### Data section

// SPDX-License-Identifier: MIT
// SPDX-FileCopyrightText: 2025-2026 natyamatsya contributors
//
// ShmClient — per-plugin-instance aggregator.
//
// Scans the plugin's port metadata for stream channel groups, owns one
// AudioSend/AudioReturn per group, and drives them in lockstep with the
// plugin's buffer cycle: begin → pre_process (pull returns into port
// buffers) → plugin process() → post_process (push port buffers out) →
// end. Returns are read before the plugin runs and sends are written
// after, the usual pull/push ordering of an audio graph.

use std::collections::BTreeMap;
use std::sync::{Arc, Mutex, Weak};
use std::time::Duration;

use crate::catalog::Catalog;
use crate::error::{Error, Result};
use crate::mailbox::StreamName;
use crate::ret::AudioReturn;
use crate::send::AudioSend;
use crate::stream::{MAX_STREAM_CHANNELS, MAX_STREAM_LENGTH};

/// Smallest ring length a client ever publishes, in frames.
pub const MIN_STREAM_LENGTH: u32 = 2048;

/// Published ring length is this multiple of the host buffer size.
const STREAM_LENGTH_FACTOR: u32 = 4;

/// Default maintenance period for [`SharedCatalogFactory`].
pub const DEFAULT_MAINTENANCE_PERIOD: Duration = Duration::from_millis(200);

// ---------------------------------------------------------------------------
// Port metadata
// ---------------------------------------------------------------------------

/// Role of one plugin port in the stream wiring.
#[derive(Debug, Clone, Copy, PartialEq, Eq)]
pub enum PortRole {
    /// One channel of an outgoing stream group.
    SendChannel,
    /// One channel of an incoming stream group.
    ReturnChannel,
    /// String port carrying the user-chosen name for a send group.
    SendName,
    /// String port carrying the user-chosen name for a return group.
    ReturnName,
}

/// Static description of one port, as scanned from the plugin metadata.
#[derive(Debug, Clone)]
pub struct PortMeta {
    /// Unique port identifier.
    pub id: String,
    pub role: PortRole,
    /// Group identifier shared by all ports of one logical stream.
    pub group: String,
    /// Channel index within the group (channel ports only).
    pub index: u32,
}

impl PortMeta {
    pub fn channel(id: &str, role: PortRole, group: &str, index: u32) -> Self {
        Self {
            id: id.to_string(),
            role,
            group: group.to_string(),
            index,
        }
    }

    pub fn name(id: &str, role: PortRole, group: &str) -> Self {
        Self {
            id: id.to_string(),
            role,
            group: group.to_string(),
            index: 0,
        }
    }
}

/// Host-side access to live port values during one buffer cycle.
///
/// All methods are called on the real-time thread and must not allocate
/// or block; lookups by id are expected to be simple map reads.
pub trait PortSet {
    /// Current value of a string (name) port.
    fn name_value(&self, port_id: &str) -> &str;

    /// Audio buffer of a channel port, for reading (send direction).
    fn channel_data(&self, port_id: &str) -> &[f32];

    /// Audio buffer of a channel port, for writing (return direction).
    fn channel_data_mut(&mut self, port_id: &str) -> &mut [f32];

    /// Raise the cleanup flag for a return group whose stream is gone,
    /// so downstream DSP clears stale buffers.
    fn request_cleanup(&mut self, group: &str);
}

// ---------------------------------------------------------------------------
// Catalog factory
// ---------------------------------------------------------------------------

/// Source of the shared per-process [`Catalog`] instance.
pub trait CatalogFactory: Send + Sync {
    fn acquire(&self) -> Result<Arc<Catalog>>;

    /// Return a catalog obtained from [`acquire`](Self::acquire). The
    /// default just drops the reference.
    fn release(&self, catalog: Arc<Catalog>) {
        drop(catalog);
    }
}

/// Factory caching one catalog per domain, started with a maintenance
/// thread on first acquire and torn down when the last holder releases.
pub struct SharedCatalogFactory {
    domain: String,
    period: Duration,
    cached: Mutex<Weak<Catalog>>,
}

impl SharedCatalogFactory {
    pub fn new(domain: &str) -> Self {
        Self::with_period(domain, DEFAULT_MAINTENANCE_PERIOD)
    }

    pub fn with_period(domain: &str, period: Duration) -> Self {
        Self {
            domain: domain.to_string(),
            period,
            cached: Mutex::new(Weak::new()),
        }
    }
}

impl CatalogFactory for SharedCatalogFactory {
    fn acquire(&self) -> Result<Arc<Catalog>> {
        let mut cached = self.cached.lock().unwrap();
        if let Some(catalog) = cached.upgrade() {
            return Ok(catalog);
        }
        let catalog = Arc::new(Catalog::open(&self.domain)?);
        catalog.start_maintenance(self.period)?;
        *cached = Arc::downgrade(&catalog);
        Ok(catalog)
    }
}

// ---------------------------------------------------------------------------
// Bindings
// ---------------------------------------------------------------------------

struct SendBinding {
    send: AudioSend,
    group: String,
    name_port: Option<String>,
    channel_ports: Vec<String>, // ordered by channel index
    pinned: StreamName,
    force: bool,
}

struct ReturnBinding {
    ret: AudioReturn,
    group: String,
    name_port: Option<String>,
    channel_ports: Vec<String>,
    pinned: StreamName,
    force: bool,
}

#[derive(Default)]
struct GroupBuild {
    channels: BTreeMap<u32, String>,
    name_port: Option<String>,
}

impl GroupBuild {
    /// Channel port ids ordered 0..=max. Holes and duplicates are
    /// metadata bugs, not runtime conditions.
    fn channel_ports(&self) -> Result<Vec<String>> {
        let Some(&max) = self.channels.keys().next_back() else {
            return Err(Error::BadArguments);
        };
        if max >= MAX_STREAM_CHANNELS || self.channels.len() != max as usize + 1 {
            return Err(Error::BadArguments);
        }
        Ok(self.channels.values().cloned().collect())
    }
}

// ---------------------------------------------------------------------------
// ShmClient
// ---------------------------------------------------------------------------

/// Owner of all sends/returns for one plugin instance.
pub struct ShmClient {
    sends: Vec<SendBinding>,
    returns: Vec<ReturnBinding>,
    catalog: Option<Arc<Catalog>>,
    factory: Option<Arc<dyn CatalogFactory>>,
    buffer_size: u32,
    sample_rate: u32,
}

impl ShmClient {
    pub fn new() -> Self {
        Self {
            sends: Vec::new(),
            returns: Vec::new(),
            catalog: None,
            factory: None,
            buffer_size: 0,
            sample_rate: 0,
        }
    }

    /// Scan `ports`, build one send/return per channel group, and attach
    /// everything to the factory's shared catalog. A catalog is only
    /// acquired when at least one group exists.
    pub fn init(&mut self, factory: Arc<dyn CatalogFactory>, ports: &[PortMeta]) -> Result<()> {
        let mut send_groups: BTreeMap<String, GroupBuild> = BTreeMap::new();
        let mut return_groups: BTreeMap<String, GroupBuild> = BTreeMap::new();

        for port in ports {
            let (groups, is_name) = match port.role {
                PortRole::SendChannel => (&mut send_groups, false),
                PortRole::SendName => (&mut send_groups, true),
                PortRole::ReturnChannel => (&mut return_groups, false),
                PortRole::ReturnName => (&mut return_groups, true),
            };
            let build = groups.entry(port.group.clone()).or_default();
            if is_name {
                if build.name_port.replace(port.id.clone()).is_some() {
                    return Err(Error::BadArguments);
                }
            } else if build.channels.insert(port.index, port.id.clone()).is_some() {
                return Err(Error::BadArguments);
            }
        }

        if send_groups.is_empty() && return_groups.is_empty() {
            return Ok(());
        }

        let catalog = factory.acquire()?;

        for (group, build) in send_groups {
            let channel_ports = build.channel_ports()?;
            let send = AudioSend::new();
            send.attach(&catalog);
            self.sends.push(SendBinding {
                send,
                group,
                name_port: build.name_port,
                channel_ports,
                pinned: StreamName::EMPTY,
                force: false,
            });
        }
        for (group, build) in return_groups {
            let channel_ports = build.channel_ports()?;
            let ret = AudioReturn::new();
            ret.attach(&catalog);
            self.returns.push(ReturnBinding {
                ret,
                group,
                name_port: build.name_port,
                channel_ports,
                pinned: StreamName::EMPTY,
                force: false,
            });
        }

        log::debug!(
            "client: bound {} send group(s), {} return group(s)",
            self.sends.len(),
            self.returns.len()
        );
        self.catalog = Some(catalog);
        self.factory = Some(factory);
        Ok(())
    }

    fn stream_length(&self) -> u32 {
        (self.buffer_size * STREAM_LENGTH_FACTOR)
            .max(MIN_STREAM_LENGTH)
            .min(MAX_STREAM_LENGTH)
    }

    /// Update the host buffer size. A change invalidates the published
    /// shm layout, so every send is forced to republish.
    pub fn set_buffer_size(&mut self, size: u32) {
        if self.buffer_size == size {
            return;
        }
        self.buffer_size = size;
        for binding in &mut self.sends {
            binding.force = true;
            binding.send.mark_for_republish();
        }
    }

    /// Update the host sample rate; forces republish like a buffer-size
    /// change.
    pub fn set_sample_rate(&mut self, rate: u32) {
        if self.sample_rate == rate {
            return;
        }
        self.sample_rate = rate;
        for binding in &mut self.sends {
            binding.force = true;
            binding.send.mark_for_republish();
        }
    }

    pub fn send_count(&self) -> usize {
        self.sends.len()
    }

    pub fn return_count(&self) -> usize {
        self.returns.len()
    }

    pub fn send(&self, group: &str) -> Option<&AudioSend> {
        self.sends
            .iter()
            .find(|b| b.group == group)
            .map(|b| &b.send)
    }

    pub fn ret(&self, group: &str) -> Option<&AudioReturn> {
        self.returns
            .iter()
            .find(|b| b.group == group)
            .map(|b| &b.ret)
    }

    // --- RT cycle -----------------------------------------------------------

    /// Open I/O brackets on every send and return, picking up name-port
    /// edits on the way. Real-time safe.
    pub fn begin(&mut self, samples: u32, ports: &dyn PortSet) {
        let length = self.stream_length();
        for binding in &mut self.sends {
            if let Some(name_port) = &binding.name_port {
                let name = ports.name_value(name_port);
                if binding.force || binding.pinned != *name {
                    binding.pinned = StreamName::new(name).unwrap_or_default();
                    binding.force = false;
                    if binding.pinned.is_empty() {
                        binding.send.revoke();
                    } else {
                        binding.send.publish(
                            binding.pinned.as_str(),
                            binding.channel_ports.len() as u32,
                            length,
                        );
                    }
                }
            }
            let _ = binding.send.begin(samples);
        }
        for binding in &mut self.returns {
            if let Some(name_port) = &binding.name_port {
                let name = ports.name_value(name_port);
                if binding.force || binding.pinned != *name {
                    binding.pinned = StreamName::new(name).unwrap_or_default();
                    binding.force = false;
                    if binding.pinned.is_empty() {
                        binding.ret.disconnect();
                    } else {
                        binding.ret.connect(binding.pinned.as_str());
                    }
                }
            }
            let _ = binding.ret.begin(samples);
        }
    }

    /// Pull sanitized return audio into the bound port buffers. Inactive
    /// returns zero-fill and raise the group's cleanup flag.
    pub fn pre_process(&mut self, samples: u32, ports: &mut dyn PortSet) {
        for binding in &self.returns {
            let live = binding.ret.active() || binding.ret.stalled();
            for (channel, port_id) in binding.channel_ports.iter().enumerate() {
                let buf = ports.channel_data_mut(port_id);
                let n = (samples as usize).min(buf.len());
                let _ = binding.ret.read_sanitized(channel as u32, &mut buf[..n]);
            }
            if !live {
                ports.request_cleanup(&binding.group);
            }
        }
    }

    /// Push sanitized port buffers out through every active send.
    pub fn post_process(&mut self, samples: u32, ports: &dyn PortSet) {
        for binding in &self.sends {
            if !binding.send.active() {
                continue;
            }
            for (channel, port_id) in binding.channel_ports.iter().enumerate() {
                let buf = ports.channel_data(port_id);
                let n = (samples as usize).min(buf.len());
                let _ = binding.send.write_sanitized(channel as u32, &buf[..n]);
            }
        }
    }

    /// Close every bracket opened by [`begin`](Self::begin).
    pub fn end(&mut self) {
        for binding in &self.sends {
            let _ = binding.send.end();
        }
        for binding in &self.returns {
            let _ = binding.ret.end();
        }
    }

    /// Detach and drop every send/return and release the shared catalog.
    /// Idempotent; must not run concurrently with an RT cycle.
    pub fn destroy(&mut self) {
        for binding in self.sends.drain(..) {
            binding.send.detach();
        }
        for binding in self.returns.drain(..) {
            binding.ret.detach();
        }
        if let Some(catalog) = self.catalog.take() {
            if let Some(factory) = self.factory.take() {
                factory.release(catalog);
            }
        }
    }
}

impl Default for ShmClient {
    fn default() -> Self {
        Self::new()
    }
}

impl Drop for ShmClient {
    fn drop(&mut self) {
        self.destroy();
    }
}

### Task statement
In the listing above, find the lines holding the word "into" and copy them.

### Written solution
// plugin's buffer cycle: begin → pre_process (pull returns into port
    /// Pull sanitized return audio into the bound port buffers. Inactive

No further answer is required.